Envoy of Sweden to Soviet Union
- In office 1946–1947
- Preceded by: Staffan Söderblom
- Succeeded by: Rolf Sohlman

Envoy of Sweden to Belgium
- In office 1944–1946
- Preceded by: Gustaf von Dardel
- Succeeded by: Einar Modig

Envoy of Sweden to the Netherlands
- In office 1944–1946
- Preceded by: Erik Sjöborg
- Succeeded by: Joen Lagerberg

Minister without portfolio
- In office 14 October 1939 – 13 December 1939
- Monarch: Gustaf V
- Prime Minister: Per Albin Hansson
- Preceded by: Herman Eriksson
- Succeeded by: Thorwald Bergquist

Personal details
- Born: Bo Gunnar Rickardsson Hägglöf 12 December 1904 Helsingborg, Sweden
- Died: 12 January 1994 (aged 89) Stockholm, Sweden
- Spouse(s): Brita Sundström ​ ​(m. 1936, divorced)​ Anna Folchi-Vici ​(m. 1946)​
- Children: 2
- Relatives: Ingemar Hägglöf (brother)
- Education: Nya elementarskolan
- Alma mater: Uppsala University
- Occupation: Diplomat

= Gunnar Hägglöf =

Swedish diplomat (1904–1994)

Bo Gunnar Rickardsson Hägglöf (12 December 1904 – 12 January 1994) was one Sweden's most influential diplomats of the twentieth century, whose career spanned over forty years and several of the century's most turbulent decades.

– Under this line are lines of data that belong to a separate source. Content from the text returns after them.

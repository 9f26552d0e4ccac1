use std::collections::HashMap;
use std::sync::atomic::{AtomicUsize, Ordering};
use std::sync::Mutex;

use async_trait::async_trait;
use serde_json::json;
use uuid::Uuid;

use esrs_client::{
    AggregateStore, AggregateVersion, ClientError, Event, EventBatch, Folder, LoadedAggregate,
};

#[derive(Debug, Clone, Default, PartialEq)]
pub struct OrderState {
    pub placed: bool,
    pub canceled: bool,
    pub amount: i64,
}

pub fn order_folder() -> Folder<OrderState> {
    Folder::new()
        .handler("order-placed", |mut order: OrderState, event: &Event| {
            order.placed = true;
            order.amount = event.data()["amount"].as_i64().unwrap_or(0);
            order
        })
        .handler("order-amended", |mut order: OrderState, event: &Event| {
            order.amount += event.data()["delta"].as_i64().unwrap_or(0);
            order
        })
        .handler("order-canceled", |mut order: OrderState, _event: &Event| {
            order.canceled = true;
            order
        })
}

pub fn order_placed(amount: i64) -> Event {
    Event::new("order-placed", json!({ "amount": amount }))
}

pub fn order_amended(delta: i64) -> Event {
    Event::new("order-amended", json!({ "delta": delta }))
}

pub fn order_canceled() -> Event {
    Event::new("order-canceled", json!({}))
}

/// [`AggregateStore`] over a plain map, counting loads and appends so tests
/// can assert how often the session actually reached for the store.
#[derive(Default)]
pub struct InMemoryStore {
    aggregates: Mutex<HashMap<Uuid, (AggregateVersion, Vec<Event>)>>,
    loads: AtomicUsize,
    appends: AtomicUsize,
    injected_conflicts: AtomicUsize,
}

impl InMemoryStore {
    pub fn new() -> Self {
        Self::default()
    }

    pub fn loads(&self) -> usize {
        self.loads.load(Ordering::SeqCst)
    }

    pub fn appends(&self) -> usize {
        self.appends.load(Ordering::SeqCst)
    }

    /// The next `count` non-empty appends fail with a version conflict.
    pub fn inject_conflicts(&self, count: usize) {
        self.injected_conflicts.store(count, Ordering::SeqCst);
    }
}

#[async_trait]
impl AggregateStore for InMemoryStore {
    async fn load(&self, aggregate_type: &str, aggregate_id: Uuid) -> Result<LoadedAggregate, ClientError> {
        self.loads.fetch_add(1, Ordering::SeqCst);
        let aggregates = self.aggregates.lock().unwrap();
        match aggregates.get(&aggregate_id) {
            Some((version, events)) => Ok(LoadedAggregate {
                aggregate_id,
                aggregate_type: aggregate_type.to_string(),
                version: *version,
                events: events.clone(),
            }),
            None => Err(ClientError::NotFound {
                aggregate_type: aggregate_type.to_string(),
                aggregate_id,
            }),
        }
    }

    async fn append(&self, _aggregate_type: &str, batch: EventBatch) -> Result<(), ClientError> {
        if batch.is_empty() {
            return Ok(());
        }
        self.appends.fetch_add(1, Ordering::SeqCst);

        if self.injected_conflicts.load(Ordering::SeqCst) > 0 {
            self.injected_conflicts.fetch_sub(1, Ordering::SeqCst);
            return Err(ClientError::ConcurrencyConflict {
                aggregate_id: batch.aggregate_id,
                expected_version: batch.expected_version.unwrap_or_default(),
            });
        }

        let mut aggregates = self.aggregates.lock().unwrap();
        let current_version = aggregates
            .get(&batch.aggregate_id)
            .map(|(version, _)| *version)
            .unwrap_or(0);
        if let Some(expected_version) = batch.expected_version {
            if expected_version != current_version {
                return Err(ClientError::ConcurrencyConflict {
                    aggregate_id: batch.aggregate_id,
                    expected_version,
                });
            }
        }
        let entry = aggregates.entry(batch.aggregate_id).or_insert((0, Vec::new()));
        entry.0 += batch.events.len() as AggregateVersion;
        entry.1.extend(batch.events);
        Ok(())
    }

    async fn exists(&self, _aggregate_type: &str, aggregate_id: Uuid) -> Result<bool, ClientError> {
        Ok(self.aggregates.lock().unwrap().contains_key(&aggregate_id))
    }
}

He joined the Swedish Ministry for Foreign Affairs in 1926 and quickly rose through the ranks, serving in Paris, Madrid, London, Moscow, and Tehran. By the late 1930s, he was head of the Trade Department and director-general for trade policy. During World War II, Hägglöf was central to Sweden's complex wartime diplomacy, managing trade relations with both Nazi Germany and the Western Allies. His ability to maintain Sweden's neutrality and secure essential supplies while resisting German political and financial pressure was widely admired. He was known for his firmness and skill as a negotiator, often balancing great-power interests to preserve Sweden's independence.

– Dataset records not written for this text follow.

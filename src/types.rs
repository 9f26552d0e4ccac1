/// A feed-unique, strictly increasing position of an entry in a feed.
pub type SequenceNumber = i64;

/// The number of events an aggregate instance has ever accepted. Only increases.
pub type AggregateVersion = i64;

After the war, Hägglöf represented Sweden in a number of key international forums. He served as envoy to The Hague and Moscow, as Sweden's first Permanent Representative to the United Nations, and took part in founding the Council of Europe in 1949. From 1948 to 1967, Hägglöf served as Sweden's Ambassador to the United Kingdom — a post that defined his legacy. During this long tenure, he became a highly respected figure in London diplomatic circles, ultimately becoming Doyen of the diplomatic corps and a trusted advisor to successive British Prime Ministers. His tenure greatly strengthened Anglo-Swedish relations and brought Sweden unusual diplomatic visibility for a neutral nation.

In 1967, he was appointed Ambassador to France, where he developed a close working relationship with President Charles de Gaulle and reinforced Franco-Swedish ties. He was also considered a candidate for Secretary-General of the OECD, with French support, though the position never materialised. After retiring in 1971, Hägglöf became a prolific author, publishing memoirs and essays that offered insight into international politics and Swedish diplomacy. His works — including Meeting with Europe, Contemporary Witness, and English Years — were well received for their historical depth and clarity.

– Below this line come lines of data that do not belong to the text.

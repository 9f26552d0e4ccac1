use std::collections::HashMap;
use std::time::Duration;

use tokio::sync::Mutex;
use uuid::Uuid;

use crate::error::ClientError;
use crate::event::{Event, EventBatch};
use crate::fold::Folder;
use crate::state::AggregateState;
use crate::store::AggregateStore;

/// How often, and with which pause, a conflicted update is re-attempted.
///
/// The default performs no retries: a [`ClientError::ConcurrencyConflict`]
/// surfaces to the caller on the first conflict.
#[derive(Debug, Clone, Copy)]
pub struct RetryStrategy {
    retries: u32,
    sleep: Duration,
}

impl Default for RetryStrategy {
    fn default() -> Self {
        Self {
            retries: 0,
            sleep: Duration::ZERO,
        }
    }
}

impl RetryStrategy {
    pub fn new(retries: u32, sleep: Duration) -> Self {
        Self { retries, sleep }
    }

    pub fn retries(&self) -> u32 {
        self.retries
    }
}

/// Tunables for an [`AggregateSession`].
///
/// The defaults are the safe ones: saves insist on a fresh aggregate id,
/// updates append conditionally on the loaded version, and no state is
/// cached between operations.
#[derive(Debug, Clone, Copy)]
pub struct SessionConfig {
    pub require_unique_id_on_save: bool,
    pub use_optimistic_concurrency_on_update: bool,
    pub retry: RetryStrategy,
    pub cache_enabled: bool,
}

impl Default for SessionConfig {
    fn default() -> Self {
        Self {
            require_unique_id_on_save: true,
            use_optimistic_concurrency_on_update: true,
            retry: RetryStrategy::default(),
            cache_enabled: false,
        }
    }
}

/// Runs the load, decide, append cycle for one aggregate type.
///
/// A session ties together a store, a [`Folder`] for that type's events and
/// a concurrency policy. It holds no per-instance locks: concurrent updates
/// to the same aggregate are arbitrated by the store through conditional
/// appends, and a lost race is replayed by reloading and deciding again.
pub struct AggregateSession<S, T> {
    aggregate_type: String,
    store: T,
    folder: Folder<S>,
    config: SessionConfig,
    cache: Mutex<HashMap<Uuid, AggregateState<S>>>,
}

impl<S, T> AggregateSession<S, T>
where
    S: Default + Clone + Send,
    T: AggregateStore + Sync,
{
    pub fn new(aggregate_type: impl Into<String>, store: T, folder: Folder<S>) -> Self {
        Self::with_config(aggregate_type, store, folder, SessionConfig::default())
    }

    pub fn with_config(
        aggregate_type: impl Into<String>,
        store: T,
        folder: Folder<S>,
        config: SessionConfig,
    ) -> Self {
        Self {
            aggregate_type: aggregate_type.into(),
            store,
            folder,
            config,
            cache: Mutex::new(HashMap::new()),
        }
    }

    pub fn aggregate_type(&self) -> &str {
        &self.aggregate_type
    }

    /// Creates a new aggregate instance by appending its first events.
    ///
    /// With `require_unique_id_on_save` (the default) the append is
    /// conditional on version 0, so saving onto an id that already has
    /// history fails with [`ClientError::ConcurrencyConflict`].
    pub async fn save(&self, aggregate_id: Uuid, events: Vec<Event>) -> Result<(), ClientError> {
        let expected_version = if self.config.require_unique_id_on_save {
            Some(0)
        } else {
            None
        };

        let batch = EventBatch::new(aggregate_id, events, expected_version)?;
        let result = self.store.append(&self.aggregate_type, batch).await;
        self.invalidate(aggregate_id).await;
        result
    }

    /// Loads the aggregate's history and folds it into typed state.
    ///
    /// The returned version is the store's authoritative one, which is what
    /// a subsequent conditional append has to match.
    pub async fn load_state(&self, aggregate_id: Uuid) -> Result<AggregateState<S>, ClientError> {
        if self.config.cache_enabled {
            if let Some(state) = self.cache.lock().await.get(&aggregate_id) {
                return Ok(state.clone());
            }
        }

        let state = self.load_from_store(aggregate_id).await?;
        if self.config.cache_enabled {
            self.cache.lock().await.insert(aggregate_id, state.clone());
        }
        Ok(state)
    }

    /// Runs one reload-decide-append cycle, retrying lost races per the
    /// configured [`RetryStrategy`].
    ///
    /// `decide` observes the freshly folded state and returns the events to
    /// append. Returning no events completes the update without touching the
    /// store. On a conflict the cached state (if any) is dropped so the next
    /// attempt decides against reloaded history.
    pub async fn update<F>(&self, aggregate_id: Uuid, decide: F) -> Result<AggregateState<S>, ClientError>
    where
        F: Fn(&S) -> Vec<Event>,
    {
        let mut attempts_left = self.config.retry.retries;

        loop {
            let state = self.load_state(aggregate_id).await?;
            let events = decide(state.inner());
            if events.is_empty() {
                return Ok(state);
            }

            let expected_version = if self.config.use_optimistic_concurrency_on_update {
                Some(state.version())
            } else {
                None
            };

            let produced = events.clone();
            let batch = EventBatch::new(aggregate_id, events, expected_version)?;
            match self.store.append(&self.aggregate_type, batch).await {
                Ok(()) => {
                    let next = self.apply(state, &produced)?;
                    if self.config.cache_enabled {
                        self.cache.lock().await.insert(aggregate_id, next.clone());
                    }
                    return Ok(next);
                }
                Err(error) => {
                    self.invalidate(aggregate_id).await;
                    if error.is_conflict() && attempts_left > 0 {
                        attempts_left -= 1;
                        tracing::debug!(
                            aggregate_id = %aggregate_id,
                            attempts_left,
                            "version conflict, retrying update"
                        );
                        if !self.config.retry.sleep.is_zero() {
                            tokio::time::sleep(self.config.retry.sleep).await;
                        }
                        continue;
                    }
                    return Err(error);
                }
            }
        }
    }

    /// Whether the aggregate instance has any event history.
    pub async fn exists(&self, aggregate_id: Uuid) -> Result<bool, ClientError> {
        self.store.exists(&self.aggregate_type, aggregate_id).await
    }

    /// Builds an aggregate entirely in memory from a command sequence, without
    /// touching the store. See [`Folder::from_commands`].
    pub fn from_commands<C, F>(
        &self,
        commands: &[C],
        decide: F,
    ) -> Result<(AggregateState<S>, Vec<Event>), ClientError>
    where
        F: Fn(&S, &C) -> Vec<Event>,
    {
        self.folder.from_commands(commands, decide)
    }

    async fn load_from_store(&self, aggregate_id: Uuid) -> Result<AggregateState<S>, ClientError> {
        let loaded = self.store.load(&self.aggregate_type, aggregate_id).await?;
        let folded = self.folder.fold(&loaded.events)?;
        Ok(AggregateState::new(loaded.version, folded.into_inner()))
    }

    fn apply(&self, state: AggregateState<S>, events: &[Event]) -> Result<AggregateState<S>, ClientError> {
        let version = state.version() + events.len() as i64;
        let mut inner = state.into_inner();
        for event in events {
            inner = self.folder.apply_one(inner, event)?;
        }
        Ok(AggregateState::new(version, inner))
    }

    async fn invalidate(&self, aggregate_id: Uuid) {
        if self.config.cache_enabled {
            self.cache.lock().await.remove(&aggregate_id);
        }
    }
}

Throughout his career, Hägglöf was recognised for his intelligence, composure, and integrity. He combined historical understanding with diplomatic pragmatism, guiding Sweden through the challenges of war and peace with a steady hand. His motto, "Duty above all," reflected the principled professionalism that made him one of Sweden's foremost and most respected diplomats.

==Early life==
Hägglöf was born on 12 December 1904 in Helsingborg City Parish in Helsingborg, Sweden, the son of the industrialist, municipal politician, and deputy district judge Richard Hägglöf (1865–1933) and his wife Sigrid Ryding (1873–1932). At the time of his birth, his father was the managing director of AB Skånska handelsbanken's office in Helsingborg.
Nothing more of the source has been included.